CAIRO (Reuters) - For a prime spot on Qasr el-Nil bridge, spanning the River Nile near the heart of central Cairo, it’s best to arrive well before sunset.
On warm spring nights, the bridge is the place to be for courting couples in the capital of the most populous Arab country, where poverty, crowds and a conservative culture leave few other meeting places.
“We know how to be in love in a place like this,” says Ibrahim, 19, a student and part-time DJ in Cairo. “We come for the breeze, the view, and to be far from the pollution,” he said, resting on the bridge’s iron railing with his fiancee, Marwa, an 18-year-old technology student.
The high cost of getting married — from gold jewellery for the bride to the ceremony itself and a place to live — and the poverty of many residents of Cairo, means engagements can last years.

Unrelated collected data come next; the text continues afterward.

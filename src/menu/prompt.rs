//! Interactive prompts over any line reader and writer
//!
//! End of input is treated as "no answer": selections return `None` and
//! yes/no questions return `false`, so a closed stdin ends the program
//! instead of spinning on re-prompts.

use std::io::{BufRead, Write};

use crate::backend::MonitorInfo;
use crate::error::Result;
use crate::session::RecordingInfo;

use super::builder::{build_main_menu, build_monitor_list, build_recording_list};
use super::ids::MenuChoice;

/// Console prompter
pub struct Prompter<R, W> {
    input: R,
    output: W,
}

impl<R: BufRead, W: Write> Prompter<R, W> {
    pub fn new(input: R, output: W) -> Self {
        Self { input, output }
    }

    /// Print a line
    pub fn say(&mut self, text: &str) -> Result<()> {
        writeln!(self.output, "{}", text)?;
        Ok(())
    }

    /// Show `prompt` and read one trimmed line; `None` at end of input
    pub fn ask(&mut self, prompt: &str) -> Result<Option<String>> {
        write!(self.output, "{}", prompt)?;
        self.output.flush()?;

        let mut line = String::new();
        if self.input.read_line(&mut line)? == 0 {
            return Ok(None);
        }
        Ok(Some(line.trim().to_string()))
    }

    /// Show the main menu until a valid choice is entered
    pub fn main_menu(&mut self) -> Result<Option<MenuChoice>> {
        loop {
            let Some(answer) = self.ask(&build_main_menu())? else {
                return Ok(None);
            };
            match MenuChoice::from_input(&answer) {
                Some(choice) => return Ok(Some(choice)),
                None => self.say("Invalid choice. Please enter 0, 1, or 2.")?,
            }
        }
    }

    /// `y`/`Y` is yes, anything else is no
    pub fn yes_no(&mut self, question: &str) -> Result<bool> {
        let answer = self.ask(&format!("{} (y/n): ", question))?;
        Ok(answer.is_some_and(|a| a.eq_ignore_ascii_case("y")))
    }

    /// Read a number in `1..=count`, re-prompting on bad input
    ///
    /// Returns the 0-based index.
    pub fn select_number(&mut self, prompt: &str, count: usize) -> Result<Option<usize>> {
        self.read_choice(prompt, count, false)
    }

    /// Like [`Self::select_number`], but `0` cancels
    pub fn select_number_or_cancel(&mut self, prompt: &str, count: usize) -> Result<Option<usize>> {
        self.read_choice(prompt, count, true)
    }

    fn read_choice(&mut self, prompt: &str, count: usize, cancel: bool) -> Result<Option<usize>> {
        loop {
            let Some(answer) = self.ask(prompt)? else {
                return Ok(None);
            };
            match answer.parse::<usize>() {
                Ok(0) if cancel => return Ok(None),
                Ok(n) if (1..=count).contains(&n) => return Ok(Some(n - 1)),
                Ok(_) => self.say(&format!("Please enter a number between 1 and {}", count))?,
                Err(_) => self.say("Please enter a valid number")?,
            }
        }
    }

    /// Pick a monitor; a single monitor is picked without asking
    ///
    /// Returns the 1-based monitor number.
    pub fn select_monitor(&mut self, monitors: &[MonitorInfo]) -> Result<Option<usize>> {
        match monitors.len() {
            0 => {
                self.say("No monitors detected.")?;
                Ok(None)
            }
            1 => {
                self.say("Only one monitor detected, using primary monitor.")?;
                Ok(Some(1))
            }
            count => {
                self.say(&build_monitor_list(monitors))?;
                let index = self.select_number(
                    &format!("Select monitor number (1-{}): ", count),
                    count,
                )?;
                Ok(index.map(|i| i + 1))
            }
        }
    }

    /// Pick one of the listed recordings; `0` backs out
    pub fn select_recording<'a>(
        &mut self,
        recordings: &'a [RecordingInfo],
    ) -> Result<Option<&'a RecordingInfo>> {
        if recordings.is_empty() {
            return Ok(None);
        }
        self.say(&build_recording_list(recordings))?;
        let index = self.select_number_or_cancel(
            "\nEnter recording number to replay (0 to cancel): ",
            recordings.len(),
        )?;
        Ok(index.map(|i| &recordings[i]))
    }

    pub fn into_output(self) -> W {
        self.output
    }
}
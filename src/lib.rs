//! # ReplayKit-RS: Screen and Input Recorder
//!
//! Records screen video together with keyboard and mouse input, stores the
//! input as a timestamped event log, and replays it later with the original
//! relative timing, optionally re-recording the screen for verification.
//!
//! ## Architecture
//!
//! - **Backend**: Traits for the OS collaborators (screen grabber, input
//!   listener, input injector, video sink) with native, ffmpeg and simulated
//!   implementations
//! - **Session**: Pause-aware session clock, ingestion queue, capture loop,
//!   recording orchestrator and replay engine
//! - **Menu**: Console prompts driving the interactive loop
//! - **Communication**: A crossbeam channel carries events from listener
//!   threads to the drain thread
//!
//! ## Artifacts
//!
//! Each recording writes, under the configured output directory:
//!
//! - `screen_YYYYMMDD_HHMMSS.<ext>` - screen video
//! - `events_YYYYMMDD_HHMMSS.json` - event log
//!
//! A verification replay writes `verification_YYYYMMDD_HHMMSS.<ext>` and a
//! `verification_YYYYMMDD_HHMMSS.json` manifest.
//!
//! ## Example
//!
//! ```ignore
//! use replaykit_rs::{
//!     backend::default_devices,
//!     config::AppConfig,
//!     session::{RecorderSettings, RecordingSession, StopSignal},
//! };
//!
//! let config = AppConfig::load_or_default();
//! let devices = default_devices(&config);
//! let stop = StopSignal::new();
//!
//! let settings = RecorderSettings::from_config(&config);
//! let mut session = RecordingSession::new(settings, stop.clone());
//! let outcome = session.run(
//!     devices.new_grabber(),
//!     devices.new_listeners(),
//!     devices.sinks.clone(),
//! )?;
//! println!("{} events in {:?}", outcome.event_log.len(), outcome.events_path);
//! ```

pub mod app;
pub mod backend;
pub mod config;
pub mod error;
pub mod menu;
pub mod session;
pub mod types;

// Re-export commonly used types
pub use app::ReplayKitApp;
pub use backend::{default_devices, DeviceSet};
pub use config::AppConfig;
pub use error::{ReplayKitError, Result};
pub use session::{EventLog, RecordingSession, ReplayEngine, StopSignal};
pub use types::{Event, KeyAction, MouseButton, Position, ScrollDelta};
//! ReplayKit - Main Entry Point
//!
//! Interactive console recorder: record screen and input, replay recordings
//! with verification capture.

use anyhow::Context;
use replaykit_rs::{
    config::{ensure_app_data_dir, AppConfig},
    default_devices,
    menu::Prompter,
    ReplayKitApp, StopSignal,
};
use tracing_subscriber::{layer::SubscriberExt, util::SubscriberInitExt, EnvFilter};

fn main() -> anyhow::Result<()> {
    // Keep the guard alive so buffered log lines are flushed on exit
    let _log_guard = init_logging();

    tracing::info!("Starting ReplayKit");

    let config = AppConfig::load().context("Failed to load configuration")?;
    tracing::debug!("Configuration: {:?}", config);

    let stop = StopSignal::new();
    ctrlc::set_handler({
        let stop = stop.clone();
        move || {
            if stop.is_set() {
                // Second Ctrl+C while nothing consumed the first one
                std::process::exit(130);
            }
            stop.trigger();
        }
    })
    .context("Failed to set Ctrl+C handler")?;

    let devices = default_devices(&config);
    let stdin = std::io::stdin();
    let prompter = Prompter::new(stdin.lock(), std::io::stdout());

    let mut app = ReplayKitApp::new(config, devices, stop, prompter);
    app.run().context("Menu loop failed")?;

    tracing::info!("Shutting down...");
    Ok(())
}

/// Console logging to stderr plus a daily log file in the app data directory
fn init_logging() -> Option<tracing_appender::non_blocking::WorkerGuard> {
    let filter = EnvFilter::try_from_default_env()
        .unwrap_or_else(|_| EnvFilter::new("info,replaykit_rs=debug"));
    let console = tracing_subscriber::fmt::layer().with_writer(std::io::stderr);

    match ensure_app_data_dir() {
        Ok(dir) => {
            let appender = tracing_appender::rolling::daily(dir.join("logs"), "replaykit.log");
            let (writer, guard) = tracing_appender::non_blocking(appender);
            tracing_subscriber::registry()
                .with(filter)
                .with(console)
                .with(
                    tracing_subscriber::fmt::layer()
                        .with_writer(writer)
                        .with_ansi(false),
                )
                .init();
            Some(guard)
        }
        Err(e) => {
            tracing_subscriber::registry().with(filter).with(console).init();
            tracing::warn!("File logging disabled: {}", e);
            None
        }
    }
}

On Thursday nights on the eve of the Muslim weekend, couples line the bridge, each pair a few meters apart. They face outward to enjoy the view and avoid being seen by relatives.
Yachts and motorboats ply the Nile below — a one-hour ride can cost as little as 5 Egyptian pounds ($0.95), and vendors offer flowers for a pound apiece.

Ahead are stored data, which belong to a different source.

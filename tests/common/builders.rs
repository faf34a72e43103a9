//! Test data builders for creating test objects

use replaykit_rs::{Event, EventLog, MouseButton};

/// Builder for event logs with steadily increasing timestamps
pub struct EventLogBuilder {
    events: Vec<Event>,
    time: f64,
}

impl EventLogBuilder {
    pub fn new() -> Self {
        Self {
            events: Vec::new(),
            time: 0.0,
        }
    }

    /// Advance the clock for the next event
    pub fn after(mut self, secs: f64) -> Self {
        self.time += secs;
        self
    }

    pub fn move_to(mut self, x: i32, y: i32) -> Self {
        self.events.push(Event::mouse_move(x, y, self.time));
        self
    }

    /// Press and release of the same key
    pub fn tap(mut self, key: &str) -> Self {
        self.events.push(Event::key_press(key, self.time));
        self.events.push(Event::key_release(key, self.time));
        self
    }

    /// Mouse down and up at one position
    pub fn click(mut self, x: i32, y: i32, button: MouseButton) -> Self {
        self.events.push(Event::mouse_click(x, y, button, true, self.time));
        self.events.push(Event::mouse_click(x, y, button, false, self.time));
        self
    }

    pub fn scroll(mut self, x: i32, y: i32, dx: i32, dy: i32) -> Self {
        self.events.push(Event::mouse_scroll(x, y, dx, dy, self.time));
        self
    }

    pub fn build(self) -> EventLog {
        EventLog::from_events(self.events)
    }
}

impl Default for EventLogBuilder {
    fn default() -> Self {
        Self::new()
    }
}

#[cfg(test)]
mod tests {
    use super::*;

    #[test]
    fn test_event_log_builder() {
        let log = EventLogBuilder::new()
            .move_to(1, 2)
            .after(0.5)
            .tap("'a'")
            .build();

        assert_eq!(log.len(), 3);
        assert_eq!(log.events()[2].timestamp(), 0.5);
    }
}
//! Menu and listing text

use std::fmt::Write;

use crate::backend::MonitorInfo;
use crate::session::RecordingInfo;

use super::ids::MenuChoice;

/// Main menu followed by the choice prompt
pub fn build_main_menu() -> String {
    let mut out = String::from("\n");
    for choice in MenuChoice::ALL {
        let _ = writeln!(out, "{}. {}", choice.key(), choice.label());
    }
    let last = MenuChoice::ALL.len() - 1;
    let _ = write!(out, "\nEnter your choice (0-{}): ", last);
    out
}

/// Numbered monitor list
pub fn build_monitor_list(monitors: &[MonitorInfo]) -> String {
    let mut out = String::from("\nAvailable monitors:\n");
    for (i, monitor) in monitors.iter().enumerate() {
        let _ = writeln!(out, "Monitor {}:", i + 1);
        let _ = writeln!(out, "  Position: ({}, {})", monitor.left, monitor.top);
        let _ = writeln!(out, "  Resolution: {}x{}", monitor.width, monitor.height);
        out.push('\n');
    }
    out
}

/// Numbered recording list, newest first as given
pub fn build_recording_list(recordings: &[RecordingInfo]) -> String {
    let mut out = String::from("\nAvailable recordings:\n");
    for (i, recording) in recordings.iter().enumerate() {
        let _ = writeln!(out, "{}. {}", i + 1, recording.display_line());
    }
    out
}

/// Controls shown while a recording runs
pub fn build_recording_controls(pause_hotkey: &str) -> String {
    format!(
        "\nRecording... Controls:\n\
         - Press Ctrl+C in this console to stop recording\n\
         - Press {} to pause/resume recording\n",
        pause_hotkey
    )
}
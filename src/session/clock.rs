//! Session clock with pause/resume accounting
//!
//! All event timestamps are "active recording time": wall time since the
//! session started minus every interval spent paused.

use std::sync::atomic::{AtomicBool, Ordering};
use std::sync::Mutex;
use std::time::{Duration, Instant};

#[derive(Debug)]
struct ClockState {
    start_time: Instant,
    pause_started_at: Option<Instant>,
    total_paused: Duration,
}

/// Tracks session start and cumulative paused time
///
/// Shared between the capture loop, the input sink and the hotkey handler,
/// so every method takes `&self`. `is_paused` is a lock-free read.
#[derive(Debug)]
pub struct PauseController {
    paused: AtomicBool,
    state: Mutex<ClockState>,
}

impl PauseController {
    /// Start a running clock now
    pub fn new() -> Self {
        Self::started_at(Instant::now())
    }

    /// Start a running clock at a given instant
    pub fn started_at(start_time: Instant) -> Self {
        Self {
            paused: AtomicBool::new(false),
            state: Mutex::new(ClockState {
                start_time,
                pause_started_at: None,
                total_paused: Duration::ZERO,
            }),
        }
    }

    pub fn is_paused(&self) -> bool {
        self.paused.load(Ordering::SeqCst)
    }

    /// Flip between running and paused; returns the new paused state
    pub fn toggle(&self) -> bool {
        self.toggle_at(Instant::now())
    }

    pub fn toggle_at(&self, now: Instant) -> bool {
        let mut state = self.lock();
        let paused = match state.pause_started_at.take() {
            Some(pause_start) => {
                state.total_paused += now.saturating_duration_since(pause_start);
                false
            }
            None => {
                state.pause_started_at = Some(now);
                true
            }
        };
        self.paused.store(paused, Ordering::SeqCst);

        if paused {
            tracing::info!("Recording paused");
        } else {
            tracing::info!(
                "Recording resumed (total paused {:.2}s)",
                state.total_paused.as_secs_f64()
            );
        }
        paused
    }

    /// Active time elapsed at `now`
    ///
    /// While paused the value is frozen at the instant the pause began.
    pub fn relative_time(&self, now: Instant) -> Duration {
        let state = self.lock();
        let effective_now = match state.pause_started_at {
            Some(pause_start) if pause_start < now => pause_start,
            _ => now,
        };
        effective_now
            .saturating_duration_since(state.start_time)
            .saturating_sub(state.total_paused)
    }

    /// Active time elapsed right now, in seconds
    pub fn elapsed_secs(&self) -> f64 {
        self.relative_time(Instant::now()).as_secs_f64()
    }

    /// Total time spent paused so far (excluding an in-progress pause)
    pub fn total_paused(&self) -> Duration {
        self.lock().total_paused
    }

    fn lock(&self) -> std::sync::MutexGuard<'_, ClockState> {
        // Every update is a plain field assignment, so a poisoned state is still valid
        self.state.lock().unwrap_or_else(|poisoned| poisoned.into_inner())
    }
}

impl Default for PauseController {
    fn default() -> Self {
        Self::new()
    }
}
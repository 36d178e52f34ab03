use serde::Serialize;
use std::fmt;

/// Represents the flag variants.
///
/// Flags live in memory only: they are realized on disk by the
/// owning folder when it expunges or reconciles its messages.
#[derive(Debug, Clone, Eq, Hash, PartialEq, Serialize)]
pub enum Flag {
    Seen,
    Answered,
    Flagged,
    Deleted,
    Draft,
    Recent,
    Custom(String),
}

impl Flag {
    pub fn custom<F: ToString>(flag: F) -> Self {
        Self::Custom(flag.to_string())
    }

    /// Maps a character of a `Status` or `X-Status` header to a
    /// flag, as written by mbox-style mail agents.
    /// The `D` (deleted) marker is ignored.
    pub fn from_status_char(c: char) -> Option<Self> {
        match c {
            'R' => Some(Flag::Seen),
            'A' => Some(Flag::Answered),
            'F' => Some(Flag::Flagged),
            'T' => Some(Flag::Draft),
            _ => None,
        }
    }
}

impl From<&str> for Flag {
    fn from(s: &str) -> Self {
        match s {
            "seen" => Flag::Seen,
            "answered" | "replied" => Flag::Answered,
            "flagged" => Flag::Flagged,
            "deleted" | "trashed" => Flag::Deleted,
            "draft" => Flag::Draft,
            "recent" => Flag::Recent,
            flag => Flag::Custom(flag.into()),
        }
    }
}

impl From<String> for Flag {
    fn from(s: String) -> Self {
        s.as_str().into()
    }
}

impl fmt::Display for Flag {
    fn fmt(&self, f: &mut fmt::Formatter) -> fmt::Result {
        match self {
            Flag::Seen => write!(f, "seen"),
            Flag::Answered => write!(f, "answered"),
            Flag::Flagged => write!(f, "flagged"),
            Flag::Deleted => write!(f, "deleted"),
            Flag::Draft => write!(f, "draft"),
            Flag::Recent => write!(f, "recent"),
            Flag::Custom(flag) => write!(f, "{}", flag),
        }
    }
}
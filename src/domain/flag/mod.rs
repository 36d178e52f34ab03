//! Flag module.
//!
//! This module contains the message flags and their in-memory set.

pub mod flag;
pub mod flags;

pub use self::flag::*;
pub use self::flags::*;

A giant fountain sprays a plume of water high in the air where two branches of the Nile meet at the end of an island lined with palm trees.
“We have so many memories from being together here,” said Eman, 19, who comes once or twice a week to meet her fiancee Bahr, 21, also a student.
The two met at Eman’s house two years ago under the kind of close family supervision that often surrounds engagement in Egypt, said Eman, her bright yellow headscarf fluttering in the warm breeze.
Almost all Egyptians live with their families until marriage, and the country’s traditions make it difficult for couples to meet in seclusion.
Meetings on the Nile bridges are a chance to be together away from parental oversight. Social codes that frown on public displays of affection, such as holding hands, are often overlooked on the bridges.
“We can’t go to any place where the family can see us,” says Mohammed, 26, an engineering student at Cairo University. “You can take your sweetheart to a bridge, look at her, and forget about the street behind.”
Many young people also have difficulty paying for coffee in a cafe or going to the cinema. Inflation, at a three-year high of 14.4 percent in the year to March, hits the poor hardest.
Despite Egypt’s rapid economic growth, helped by flows of petrodollars from nearby Gulf Arab countries, the proportion of people living in poverty has risen. About a fifth of Egypt’s roughly 75 million people live on less than $1 per day, the United Nations said in October.
Many men have to wait until well into their 30s to save the money they need to buy a place to live and get married.
“Marriage is costly and with the economic conditions such as unemployment and low salaries, it gets delayed,” said Madiha el-Safty, a sociology professor at the American University in Cairo. “Social problems result. There is a lot of frustration among the young when they cannot get married.”
Unmarried and without a home of their own, many of them come to Qasr el-Nil bridge.
“No one can get married in this country,” says Ragab, 24, who has been engaged for a year. “The families of the women are so demanding. They want an apartment, furniture and gold.”
Ragab estimates he would need to save at least 25,000 Egyptian pounds ($4,500) to pay for a wedding and for the traditional “shabka” jewellery gift the groom must present to the bride.
The cost of the shabka can range from $600, for a wedding band and two bangles, to $8,000 or more for an entire set of gold jewellery and a diamond ring. Financial hardship and the high price of gold have forced poor bridegrooms to rent the gold jewellery for the wedding.
“We come here to unwind and smell a bit of the wind,” Ragab said of Qasr el-Nil, which means “Palace of the Nile” in Arabic.
Ahmed Amin, 28, says he makes 1,000 pounds ($180) in a good month doing odd jobs around Cairo, which makes saving for the shabka nearly impossible.
“We’ve been engaged for three years and it’s come to nothing,” said Amin, from the south Egyptian city of Aswan.
He was walking arm-in-arm down the bridge’s sidewalk with a young woman in a red headscarf, whose name he would not give.
“The Nile is the soul of Egypt,” he said. “Whoever loves his sweetheart has to bring her here.”